# Reposting: False Pedigree



## Mysticrealm (Jan 31, 2016)

I don't know much about it but from a quick google search it affects all breeds so not sure why it would need to be an outcross to another breed? How do you know it was rufus and not the bitch that passed on the gene?


----------



## Guest (Jan 12, 2019)

Mysticrealm said:


> I don't know much about it but from a quick google search it affects all breeds so not sure why it would need to be an outcross to another breed? How do you know it was rufus and not the bitch that passed on the gene?


I was told that poodles WILL be F/F, but maybe they were incorrect(they are not an expert)? I have emailed AKC, but since it's the weekend I don't expect to hear from them until Monday at the earliest. I don't know for a fact that the bitch isn't the carrier, but since Spot tested F/IC it seems to be the simplest explanation that it passed through the sire. I wonder how recent testing for furnishings is? Maybe poodles have carried it for a long time, but only rarely would a poodle with an incorrect coat type be born, and then culled???


----------



## Mysticrealm (Jan 31, 2016)

I'm honestly not sure but the two things I've looked at haven't said that poodles are always FF but like I said I'm really not familiar with it.
https://www.centerforanimalgenetics...e-testing-for-dogs/improper-coat-furnishings/

https://www.pawprintgenetics.com/products/tests/details/174/?breed=20


----------



## Guest (Jan 12, 2019)

Mysticrealm said:


> I'm honestly not sure but the two things I've looked at haven't said that poodles are always FF but like I said I'm really not familiar with it.
> https://www.centerforanimalgenetics...e-testing-for-dogs/improper-coat-furnishings/
> 
> https://www.pawprintgenetics.com/products/tests/details/174/?breed=20


Thank you so much for taking the time to reply. I wouldn't think it would be very easy to fix a dominant trait without testing every dog, and since the test hasn't been around that long, and certainly not everyone uses it so.....Plus I have been in touch with Spot's breeder and they have been confirming your thoughts. So hopefully AKC will get back to me first thing on Monday and I can stop freaking out!


----------



## Mysticrealm (Jan 31, 2016)

the only info I can get on the internet about poodles always being FF comes from doodle breeders so I don't know the accuracy of that information seeing as where it's coming from.


----------



## peppersb (Jun 5, 2011)

I don't know anything about the IC gene. But there is a very good Poodle Genetics and Tests Demystified Facebook page. The administrator is a geneticist and I bet she could give you a good answer.


----------



## Vita (Sep 23, 2017)

Hi Guest. I like dabbling in dog genetics, and you sounded very worried, so I looked into this. Hope this helps. 



Guest said:


> ... Ok, so my pup "Avery" comes from F/F parents, "Brandy" and "Jax"...

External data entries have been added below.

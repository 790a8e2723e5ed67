//! `%tag%` expansion for action templates.
//!
//! | tag            | value                                              |
//! |----------------|----------------------------------------------------|
//! | `%player%`     | actor display name (from the host)                 |
//! | `%world%`      | actor's world name (from the host)                 |
//! | `%message%`    | current, possibly rewritten, text                  |
//! | `%rawmessage%` | text as it arrived                                 |
//! | `%command%`    | first word of the current text                     |
//! | `%event%`      | listener short name (`CHAT`, `COMMAND`, ...)       |
//! | `%string%`     | text matched by the current rule                   |
//! | `%points%`     | actor's point score, when the point system is on   |
//! | `%ruleid%`     | id of the labelled rule being run                  |
//! | `%time%`       | local wall-clock time, `HH:MM:SS`                  |
//!
//! Unknown tags are left in place so templates containing stray `%` signs
//! survive untouched. A `%` that does not open a known tag may still close
//! one: `%foo%player%` expands to `%foo` followed by the player name.

use crate::action::ActionEnv;
use crate::context::EvaluationContext;

pub fn replace_tags(template: &str, ctx: &EvaluationContext, env: &ActionEnv<'_>) -> String {
    if !template.contains('%') {
        return template.to_string();
    }
    let mut out = String::with_capacity(template.len());
    let mut rest = template;
    while let Some(start) = rest.find('%') {
        out.push_str(&rest[..start]);
        let after = &rest[start + 1..];
        let name_len = after.find(|c: char| !(c.is_ascii_alphabetic() || c == '_')).unwrap_or(after.len());
        if name_len > 0 && after[name_len..].starts_with('%') {
            if let Some(value) = tag_value(&after[..name_len], ctx, env) {
                out.push_str(&value);
                rest = &after[name_len + 1..];
                continue;
            }
        }
        out.push('%');
        rest = after;
    }
    out.push_str(rest);
    out
}

fn tag_value(tag: &str, ctx: &EvaluationContext, env: &ActionEnv<'_>) -> Option<String> {
    let value = match tag.to_ascii_lowercase().as_str() {
        "player" => env.host.actor_name(ctx.actor()),
        "world" => env.host.actor_world_name(ctx.actor()),
        "message" => ctx.current_text().to_string(),
        "rawmessage" => ctx.original_text().to_string(),
        "command" => ctx.current_text().split_whitespace().next().unwrap_or("").to_string(),
        "event" => ctx.listener().to_string(),
        "string" => ctx.matched_text().unwrap_or("").to_string(),
        "points" => {
            let points = env.points?;
            format!("{:.2}", points.current_score(ctx.actor()))
        }
        "ruleid" => ctx.rule_id().unwrap_or("").to_string(),
        "time" => chrono::Local::now().format("%H:%M:%S").to_string(),
        _ => return None,
    };
    Some(value)
}

#[cfg(test)]
mod tests {
    use super::*;
    use crate::ActorId;
    use crate::host::testing::RecordingHost;

    fn ctx() -> EvaluationContext {
        let mut ctx = EvaluationContext::new(ActorId::new("alice"), "/tell bob hi", "COMMAND");
        ctx.set_current_text("/msg bob hi");
        ctx.enter_rule(Some("tell-alias"), "/tell ".into());
        ctx
    }

    #[test]
    fn expands_known_tags() {
        let host = RecordingHost::new();
        let env = ActionEnv::new(&host);
        let out = replace_tags("%player%@%world% %event% [%ruleid%] %command% | %rawmessage% | %string%", &ctx(), &env);
        assert_eq!(out, "alice@overworld COMMAND [tell-alias] /msg | /tell bob hi | /tell ");
    }

    #[test]
    fn unknown_tags_and_stray_percent_survive() {
        let host = RecordingHost::new();
        let env = ActionEnv::new(&host);
        assert_eq!(replace_tags("100% sure, %nope% %message%", &ctx(), &env), "100% sure, %nope% /msg bob hi");
    }

    #[test]
    fn unknown_tag_does_not_eat_the_next_opening_percent() {
        let host = RecordingHost::new();
        let env = ActionEnv::new(&host);
        assert_eq!(replace_tags("%foo%player%", &ctx(), &env), "%fooalice");
        assert_eq!(replace_tags("%%player%%", &ctx(), &env), "%alice%");
        assert_eq!(replace_tags("%points% %player%", &ctx(), &env), "%points% alice");
        assert_eq!(replace_tags("trailing %", &ctx(), &env), "trailing %");
    }

    #[test]
    fn points_tag_needs_the_point_system() {
        let host = RecordingHost::new();
        let env = ActionEnv::new(&host);
        assert_eq!(replace_tags("%points%", &ctx(), &env), "%points%");
    }

    #[test]
    fn time_tag_is_clock_shaped() {
        let host = RecordingHost::new();
        let env = ActionEnv::new(&host);
        let out = replace_tags("%time%", &ctx(), &env);
        assert!(regex!(r"^\d{2}:\d{2}:\d{2}$").is_match(&out), "{out}");
    }
}
#[cfg(test)]
mod tests {
    use super::*;
    use crate::ActorId;
    use crate::cache::MuteList;
    use crate::host::testing::{HostEvent, RecordingHost};

    fn ctx(text: &str) -> EvaluationContext {
        EvaluationContext::new(ActorId::new("alice"), text, "CHAT")
    }

    #[test]
    fn fine_requires_a_numeric_amount() {
        let env = LoadEnv::default();
        assert!(parse_fine("lots", &env).is_err());
        assert!(parse_fine("-5", &env).is_err());
        match parse_fine("2.5", &env).unwrap() {
            Action::Fine { amount, message } => {
                assert_eq!(amount, 2.5);
                assert_eq!(message, env.messages.fine);
            }
            other => panic!("unexpected {other:?}"),
        }
    }

    #[test]
    fn durations_must_be_whole_seconds() {
        let env = LoadEnv::default();
        assert!(parse_mute("soon", &env).is_err());
        assert!(parse_burn("", &env).is_err());
        assert!(matches!(
            parse_mute("30 \"Quiet, %player%\"", &env).unwrap(),
            Action::Mute { duration, ref message } if duration == Duration::from_secs(30) && message == "Quiet, %player%"
        ));
    }

    #[test]
    fn durations_are_capped() {
        let env = LoadEnv::default();
        assert!(parse_mute("18446744073709551615", &env).is_err());
        assert!(parse_burn("315360001", &env).is_err());
        assert!(matches!(
            parse_mute(&MAX_SECONDS.to_string(), &env).unwrap(),
            Action::Mute { duration, .. } if duration == Duration::from_secs(MAX_SECONDS)
        ));
    }

    #[test]
    fn rewrite_expands_groups_and_tags() {
        let host = RecordingHost::new();
        let env = ActionEnv::new(&host);
        let re = Regex::new("(?i)hello (\\w+)").unwrap();
        let mut c = ctx("hello bob, hello carol");

        let outcome = Action::Rewrite("hi $1 from %player%".into()).execute(&mut c, &env, Some(&re));

        assert!(outcome.text_changed());
        assert_eq!(c.current_text(), "hi bob from alice, hi carol from alice");
    }

    #[test]
    fn text_actions_need_a_pattern() {
        let host = RecordingHost::new();
        let env = ActionEnv::new(&host);
        let mut c = ctx("hello");
        assert!(Action::Upper.execute(&mut c, &env, None).is_noop());
        assert_eq!(c.current_text(), "hello");
    }

    #[test]
    fn random_replace_uses_one_of_the_options() {
        let host = RecordingHost::new();
        let env = ActionEnv::new(&host);
        let re = Regex::new("darn").unwrap();
        let mut c = ctx("darn it");

        Action::RandomReplace(vec!["gosh".into(), "golly".into()]).execute(&mut c, &env, Some(&re));

        assert!(c.current_text() == "gosh it" || c.current_text() == "golly it");
    }

    #[test]
    fn failed_fine_reports_failure_without_cancelling() {
        let host = RecordingHost::with_balance(1.0);
        let env = ActionEnv::new(&host);
        let mut c = ctx("pay up");

        let outcome = Action::Fine { amount: 5.0, message: "fined".into() }.execute(&mut c, &env, None);

        assert_eq!(outcome.failure, Some(EffectFailure::InsufficientFunds));
        assert!(!outcome.signals.contains(Signals::CANCEL));
        assert!(host.messages_to("alice").is_empty());
    }

    #[test]
    fn successful_fine_logs_and_messages() {
        let host = RecordingHost::with_balance(10.0);
        let env = ActionEnv::new(&host);
        let mut c = ctx("pay up");

        let outcome = Action::Fine { amount: 5.0, message: "&cFined".into() }.execute(&mut c, &env, None);

        assert!(outcome.failure.is_none());
        assert_eq!(c.log_entries(), ["Fined alice: 5.00"]);
        assert_eq!(host.messages_to("alice"), ["§cFined"]);
    }

    #[test]
    fn console_cannot_be_kicked() {
        let host = RecordingHost::new();
        let env = ActionEnv::new(&host);
        let mut c = EvaluationContext::new(ActorId::console(), "stop", "CONSOLE");

        let outcome = Action::Kick("bye".into()).execute(&mut c, &env, None);

        assert_eq!(outcome.failure, Some(EffectFailure::ActorUnavailable));
        assert!(host.events().is_empty());
    }

    #[test]
    fn commands_run_in_order_without_leading_slash() {
        let host = RecordingHost::new();
        let env = ActionEnv::new(&host);
        let mut c = ctx("hi");

        let action = parse_console_command("/say %player% | /warn %player%", &LoadEnv::default()).unwrap();
        action.execute(&mut c, &env, None);

        assert_eq!(
            host.events(),
            vec![
                HostEvent::Command { actor: None, line: "say alice".into() },
                HostEvent::Command { actor: None, line: "warn alice".into() },
            ]
        );
    }

    #[test]
    fn mute_records_actor() {
        let host = RecordingHost::new();
        let mutes = MuteList::default();
        let env = ActionEnv::new(&host).with_mutes(&mutes);
        let mut c = ctx("spam");

        Action::Mute { duration: Duration::from_secs(60), message: "Muted".into() }.execute(&mut c, &env, None);

        assert_eq!(mutes.get(&ActorId::new("alice")).as_deref(), Some("Muted"));
    }

    #[test]
    fn points_without_manager_fail_softly() {
        let host = RecordingHost::new();
        let env = ActionEnv::new(&host);
        let mut c = ctx("x");
        let outcome = Action::Points(5.0).execute(&mut c, &env, None);
        assert_eq!(outcome.failure, Some(EffectFailure::ServiceDisabled("points")));
    }

    #[test]
    fn broadcast_file_reads_text_dir() {
        let dir = tempfile::tempdir().unwrap();
        std::fs::write(dir.path().join("rules.txt"), "Be nice\nNo spam\n").unwrap();
        let env = LoadEnv { text_dir: Some(dir.path().to_path_buf()), ..LoadEnv::default() };

        let action = parse_broadcast_file("rules.txt", &env).unwrap();
        assert!(matches!(&action, Action::BroadcastFile(lines) if lines.len() == 2));
        assert!(parse_broadcast_file("missing.txt", &env).is_err());

        let host = RecordingHost::new();
        let mut c = ctx("rules?");
        action.execute(&mut c, &ActionEnv::new(&host), None);
        assert_eq!(c.log_entries(), ["Broadcasted: Be nice..."]);
        assert_eq!(host.events(), vec![HostEvent::Broadcast(vec!["Be nice".into(), "No spam".into()])]);
    }
}
//! Time-ordered annotation buffer shared between loader and simulation
//!
//! The loader is the sole writer (append-and-resort per ingested segment);
//! the simulation is the sole reader, holding only an index cursor into the
//! sequence, never a copied snapshot. Segments may arrive out of order or
//! be re-fetched, so ingestion always restores global timestamp order.

use parking_lot::RwLock;
use std::sync::Arc;

use crate::model::AnnotationItem;

/// Shared handle to the ordered buffer (loader writes, engine reads)
pub type SharedBuffer = Arc<RwLock<OrderedBuffer>>;

/// Single growing sequence of annotations, sorted by `scheduled_at_ms`
#[derive(Debug, Default)]
pub struct OrderedBuffer {
    items: Vec<AnnotationItem>,
}

impl OrderedBuffer {
    pub fn new() -> Self {
        Self::default()
    }

    /// Merge a cleaned segment into the buffer, restoring timestamp order.
    /// The sort is stable, so equal timestamps keep arrival order.
    pub fn ingest(&mut self, mut items: Vec<AnnotationItem>) {
        if items.is_empty() {
            return;
        }
        self.items.append(&mut items);
        self.items.sort_by_key(|item| item.scheduled_at_ms);
    }

    pub fn len(&self) -> usize {
        self.items.len()
    }

    pub fn is_empty(&self) -> bool {
        self.items.is_empty()
    }

    pub fn get(&self, index: usize) -> Option<&AnnotationItem> {
        self.items.get(index)
    }

    /// Index of the first item with `scheduled_at_ms >= timeline_ms`
    /// (the reseek cursor)
    pub fn first_at_or_after(&self, timeline_ms: u64) -> usize {
        self.items
            .partition_point(|item| item.scheduled_at_ms < timeline_ms)
    }

    pub fn clear(&mut self) {
        self.items.clear();
    }
}

/// Fresh shared buffer for wiring a loader/engine pair
pub fn shared_buffer() -> SharedBuffer {
    Arc::new(RwLock::new(OrderedBuffer::new()))
}

#[cfg(test)]
mod tests {
    use super::*;
    use crate::model::scroll_item;

    #[test]
    fn test_out_of_order_ingestion_stays_sorted() {
        let mut buffer = OrderedBuffer::new();
        buffer.ingest(vec![scroll_item(400_000, "b"), scroll_item(500_000, "c")]);
        buffer.ingest(vec![scroll_item(100, "a"), scroll_item(720_500, "d")]);
        buffer.ingest(vec![scroll_item(450_000, "bc")]);

        let times: Vec<u64> = (0..buffer.len())
            .map(|i| buffer.get(i).unwrap().scheduled_at_ms)
            .collect();
        assert_eq!(times, vec![100, 400_000, 450_000, 500_000, 720_500]);
    }

    #[test]
    fn test_equal_timestamps_keep_arrival_order() {
        let mut buffer = OrderedBuffer::new();
        buffer.ingest(vec![scroll_item(1_000, "first")]);
        buffer.ingest(vec![scroll_item(1_000, "second")]);
        assert_eq!(buffer.get(0).unwrap().text, "first");
        assert_eq!(buffer.get(1).unwrap().text, "second");
    }

    #[test]
    fn test_first_at_or_after() {
        let mut buffer = OrderedBuffer::new();
        buffer.ingest(vec![
            scroll_item(100, "a"),
            scroll_item(500, "b"),
            scroll_item(1_500, "c"),
            scroll_item(3_000, "d"),
        ]);
        assert_eq!(buffer.first_at_or_after(0), 0);
        assert_eq!(buffer.first_at_or_after(100), 0);
        assert_eq!(buffer.first_at_or_after(1_000), 2);
        assert_eq!(buffer.first_at_or_after(1_500), 2);
        assert_eq!(buffer.first_at_or_after(9_999), 4);
    }
}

With both parents, Brandy & Jax, being F/F, according to the link to PawPrint Genetics provided by MR:

_This dog does not carry the Mutation for improper coat and will therefore have furnishings (proper coat). However, the overall coat type of this dog is dependent on the combination of this dog's genotypes at the L, Cu, and IC loci. This dog will pass F (furnishings, proper coat) on to 100% of its offspring._ 

Thus, your puppy should have the proper coat, and if bred with another dog that doesn't have the mutation, those pups will also have proper coats.



Guest said:


> ...Brandy [your dog's mother] was sired by "Spot" [your dog's maternal grandfather], as was "Rufus". Rufus passed a IC gene onto one of his pups which was discovered after it had a DNA panel done.


This is confusing. You didn't say where Rufus fits in the family tree, e.g., Brandy could not have been sired by both Spot and Rufus. Is Rufus the father of Spot? If so, this would make him the maternal great grandfather to your puppy. Would it look like this? 

Rufus (great grandfather ?) > Spot (grandfather, carrier) > Jax (father, non-carrier) > Your puppy

In the case of extra eyebrow and longer mustache this chart pic came from DDC testing on proper/improper coat:

​


Guest said:


> ...Sooooo now I'm worried that MY pup is affected by this because the common ancestor, Spot, also carries it...


You already said your pup's parents Brandy and Jax are *not* carriers. Have you seen the genetic report on them to verify this or taking their word for it? 

If not, and you don't want to ask, you can do a cheek swab test for $58 thru Vet DNA Center/DCC (link), or $80 thru Paw Print Genetics (link).




Guest said:


> My understanding is that IC could have only come in through an outcross to another breed of dog, whether intentional or not.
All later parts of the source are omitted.